## PROBLEM DESCRIPTION:
Pull out every line of the listing below where "storage" appears.
EXERCISE DATA START
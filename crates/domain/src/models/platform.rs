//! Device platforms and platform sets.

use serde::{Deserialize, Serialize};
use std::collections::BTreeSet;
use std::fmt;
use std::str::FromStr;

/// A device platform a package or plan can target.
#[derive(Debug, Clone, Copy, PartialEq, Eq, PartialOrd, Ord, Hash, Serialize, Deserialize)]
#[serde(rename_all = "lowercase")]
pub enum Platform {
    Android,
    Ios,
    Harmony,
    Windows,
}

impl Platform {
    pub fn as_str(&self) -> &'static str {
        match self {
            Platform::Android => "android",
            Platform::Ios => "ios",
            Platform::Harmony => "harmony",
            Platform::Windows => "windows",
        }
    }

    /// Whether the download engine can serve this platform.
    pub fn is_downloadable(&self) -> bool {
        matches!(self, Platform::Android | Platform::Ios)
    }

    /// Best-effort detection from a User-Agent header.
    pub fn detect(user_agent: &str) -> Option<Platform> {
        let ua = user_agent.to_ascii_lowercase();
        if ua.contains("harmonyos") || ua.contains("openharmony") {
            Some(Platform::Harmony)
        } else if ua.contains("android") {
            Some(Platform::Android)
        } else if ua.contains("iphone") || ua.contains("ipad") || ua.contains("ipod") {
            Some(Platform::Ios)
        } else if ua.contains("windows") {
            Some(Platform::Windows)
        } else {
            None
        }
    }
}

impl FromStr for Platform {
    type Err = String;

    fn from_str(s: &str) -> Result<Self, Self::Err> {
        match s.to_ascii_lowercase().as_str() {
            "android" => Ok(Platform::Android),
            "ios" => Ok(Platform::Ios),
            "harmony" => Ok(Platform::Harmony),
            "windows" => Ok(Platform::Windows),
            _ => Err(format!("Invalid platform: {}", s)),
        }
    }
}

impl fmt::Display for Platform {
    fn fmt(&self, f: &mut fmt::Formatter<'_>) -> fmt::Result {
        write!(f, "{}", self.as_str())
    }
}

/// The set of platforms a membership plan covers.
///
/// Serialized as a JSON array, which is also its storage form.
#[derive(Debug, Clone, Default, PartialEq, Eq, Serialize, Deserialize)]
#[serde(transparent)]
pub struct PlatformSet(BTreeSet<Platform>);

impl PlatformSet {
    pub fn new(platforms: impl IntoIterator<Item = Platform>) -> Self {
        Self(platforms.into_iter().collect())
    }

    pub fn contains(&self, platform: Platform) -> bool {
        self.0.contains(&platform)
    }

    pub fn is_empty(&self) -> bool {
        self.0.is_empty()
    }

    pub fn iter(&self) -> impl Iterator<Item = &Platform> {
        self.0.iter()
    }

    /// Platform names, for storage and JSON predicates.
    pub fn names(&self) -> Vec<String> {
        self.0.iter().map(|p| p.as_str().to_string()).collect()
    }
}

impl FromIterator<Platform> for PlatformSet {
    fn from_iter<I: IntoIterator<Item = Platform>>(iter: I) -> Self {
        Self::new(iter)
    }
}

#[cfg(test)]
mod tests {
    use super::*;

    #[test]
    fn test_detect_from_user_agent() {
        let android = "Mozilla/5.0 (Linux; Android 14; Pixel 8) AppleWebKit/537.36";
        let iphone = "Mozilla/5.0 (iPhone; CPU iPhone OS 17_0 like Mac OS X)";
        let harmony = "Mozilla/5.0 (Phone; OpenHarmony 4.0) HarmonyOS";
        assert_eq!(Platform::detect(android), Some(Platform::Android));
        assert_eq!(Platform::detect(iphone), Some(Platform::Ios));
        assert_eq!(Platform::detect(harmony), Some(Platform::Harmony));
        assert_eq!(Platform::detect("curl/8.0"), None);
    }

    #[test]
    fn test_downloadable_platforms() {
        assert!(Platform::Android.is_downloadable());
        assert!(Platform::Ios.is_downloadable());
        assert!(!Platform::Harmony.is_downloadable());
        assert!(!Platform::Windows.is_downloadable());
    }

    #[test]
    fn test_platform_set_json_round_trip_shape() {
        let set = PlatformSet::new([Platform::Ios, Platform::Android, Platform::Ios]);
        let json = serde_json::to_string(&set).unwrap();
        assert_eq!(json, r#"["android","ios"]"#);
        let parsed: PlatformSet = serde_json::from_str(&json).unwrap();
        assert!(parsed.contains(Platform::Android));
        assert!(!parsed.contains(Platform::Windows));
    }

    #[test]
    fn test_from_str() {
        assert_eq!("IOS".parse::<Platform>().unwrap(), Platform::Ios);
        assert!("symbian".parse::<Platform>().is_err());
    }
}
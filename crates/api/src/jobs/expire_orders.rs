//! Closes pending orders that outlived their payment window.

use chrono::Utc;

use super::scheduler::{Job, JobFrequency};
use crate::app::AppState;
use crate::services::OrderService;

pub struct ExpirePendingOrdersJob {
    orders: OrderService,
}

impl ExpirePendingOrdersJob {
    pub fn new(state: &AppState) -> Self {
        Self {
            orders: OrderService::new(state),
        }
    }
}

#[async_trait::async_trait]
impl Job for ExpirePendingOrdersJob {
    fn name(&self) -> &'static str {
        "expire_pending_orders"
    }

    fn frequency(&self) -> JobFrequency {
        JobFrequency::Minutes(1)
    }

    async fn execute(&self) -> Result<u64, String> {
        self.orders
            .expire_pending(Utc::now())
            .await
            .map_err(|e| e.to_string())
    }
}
EXERCISE DATA END
## ANSWER FOR THIS EXERCISE:
/// Serialized as a JSON array, which is also its storage form.
    /// Platform names, for storage and JSON predicates.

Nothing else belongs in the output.